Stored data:
===============
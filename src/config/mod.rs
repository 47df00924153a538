//! Store Configuration Module
//!
//! Configuration arrives as plain structs with public fields; loading them
//! from a file is the embedding application's job. Each struct also offers a
//! `new` constructor with sensible defaults and `with_*` helpers.
//!
//! | Config | Consumer | Description |
//! |--------|----------|-------------|
//! | [`DiskStoreConfig`] | [`DiskStore`](crate::store::disk::DiskStore) | Data file location, persistence, spool and scheduler tuning |
//! | [`CacheConfig`] | [`Cache`](crate::Cache) | Memory tier sizing, default element expiry, overflow to disk |
//!
//! # Sizing Guidelines
//!
//! The spool is a write-behind buffer. `spool_buffer_size` is compared against
//! an estimate (`spooled elements × size of the last record written`); when
//! the estimate is exceeded the store reports `buffer_full()` and the cache
//! facade backs off writers briefly so the scheduler can catch up.
//!
//! ```text
//! spool_buffer_size ≈ write rate (bytes/s) × spool_interval × headroom
//! ```
//!
//! # Examples
//!
//! ```
//! use spoolcache::config::DiskStoreConfig;
//! use std::time::Duration;
//!
//! let config = DiskStoreConfig::new("sessions", std::env::temp_dir().join("sessions-cache"))
//!     .with_persistent(true)
//!     .with_max_elements_on_disk(10_000)
//!     .with_expiry_interval(Duration::from_secs(60));
//! assert!(config.validate().is_ok());
//! ```

pub mod cache;
pub mod disk;

pub use cache::CacheConfig;
pub use disk::{auto_generated_directory, DiskStoreConfig, AUTO_DISK_PATH_DIRECTORY_PREFIX};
===============
An exact reproduction of all the records is needed.

Task solution:
filename src/config/mod.rs
repository 47df00924153a538
//! Store Configuration Module
//!
//! Configuration arrives as plain structs with public fields; loading them
//! from a file is the embedding application's job. Each struct also offers a
//! `new` constructor with sensible defaults and `with_*` helpers.
//!
//! | Config | Consumer | Description |
//! |--------|----------|-------------|
//! | [`DiskStoreConfig`] | [`DiskStore`](crate::store::disk::DiskStore) | Data file location, persistence, spool and scheduler tuning |
//! | [`CacheConfig`] | [`Cache`](crate::Cache) | Memory tier sizing, default element expiry, overflow to disk |
//!
//! # Sizing Guidelines
//!
//! The spool is a write-behind buffer. `spool_buffer_size` is compared against
//! an estimate (`spooled elements × size of the last record written`); when
//! the estimate is exceeded the store reports `buffer_full()` and the cache
//! facade backs off writers briefly so the scheduler can catch up.
//!
//! ```text
//! spool_buffer_size ≈ write rate (bytes/s) × spool_interval × headroom
//! ```
//!
//! # Examples
//!
//! ```
//! use spoolcache::config::DiskStoreConfig;
//! use std::time::Duration;
//!
//! let config = DiskStoreConfig::new("sessions", std::env::temp_dir().join("sessions-cache"))
//!     .with_persistent(true)
//!     .with_max_elements_on_disk(10_000)
//!     .with_expiry_interval(Duration::from_secs(60));
//! assert!(config.validate().is_ok());
//! ```

pub mod cache;
pub mod disk;

pub use cache::CacheConfig;
pub use disk::{auto_generated_directory, DiskStoreConfig, AUTO_DISK_PATH_DIRECTORY_PREFIX};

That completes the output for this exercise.